- DATA SHOWN
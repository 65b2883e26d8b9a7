//! Response builders for API Gateway proxy responses.

use serde_json::{Value, json};

use crate::core::models::RelayResponse;
use crate::errors::RelayError;

pub const CONFIG_ERROR_MESSAGE: &str = "Server configuration error.";

/// Wraps a `RelayResponse` in the `{statusCode, headers, body}` envelope.
#[must_use]
pub fn json_response(status_code: u16, body: &RelayResponse) -> Value {
    json!({
        "statusCode": status_code,
        "headers": { "Content-Type": "application/json" },
        "body": serde_json::to_string(body).unwrap_or_else(|_| "{}".to_string())
    })
}

/// 200 `{"success":true}`.
#[must_use]
pub fn ok_success() -> Value {
    json_response(200, &RelayResponse::success())
}

/// `{"success":false,"message":...}` with the given status.
#[must_use]
pub fn err_response(status_code: u16, message: &str) -> Value {
    json_response(status_code, &RelayResponse::failure(message))
}

/// 405 with an `Allow` header.
#[must_use]
pub fn method_not_allowed() -> Value {
    let mut resp = err_response(405, "Method Not Allowed");
    resp["headers"]["Allow"] = Value::String("POST".to_string());
    resp
}

/// Maps a failed relay to the response the caller sees.
///
/// Configuration problems get a generic message so nothing about the
/// deployment leaks; relay failures carry their own message without a
/// `success` flag.
#[must_use]
pub fn error_to_response(err: &RelayError) -> Value {
    match err {
        RelayError::MissingConfig(_) => err_response(500, CONFIG_ERROR_MESSAGE),
        RelayError::MethodNotAllowed(_) => method_not_allowed(),
        RelayError::InvalidRequest(msg) => err_response(400, msg),
        RelayError::Decode(_)
        | RelayError::Http(_)
        | RelayError::UpstreamParse(_)
        | RelayError::Upstream(_) => json_response(
            err.status_code(),
            &RelayResponse::message_only(err.to_string()),
        ),
    }
}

- WHAT TO DO
Every line of the material that holds "headers" should be copied out as the answer.

- ANSWER BOX
/// Wraps a `RelayResponse` in the `{statusCode, headers, body}` envelope.
        "headers": { "Content-Type": "application/json" },
    resp["headers"]["Allow"] = Value::String("POST".to_string());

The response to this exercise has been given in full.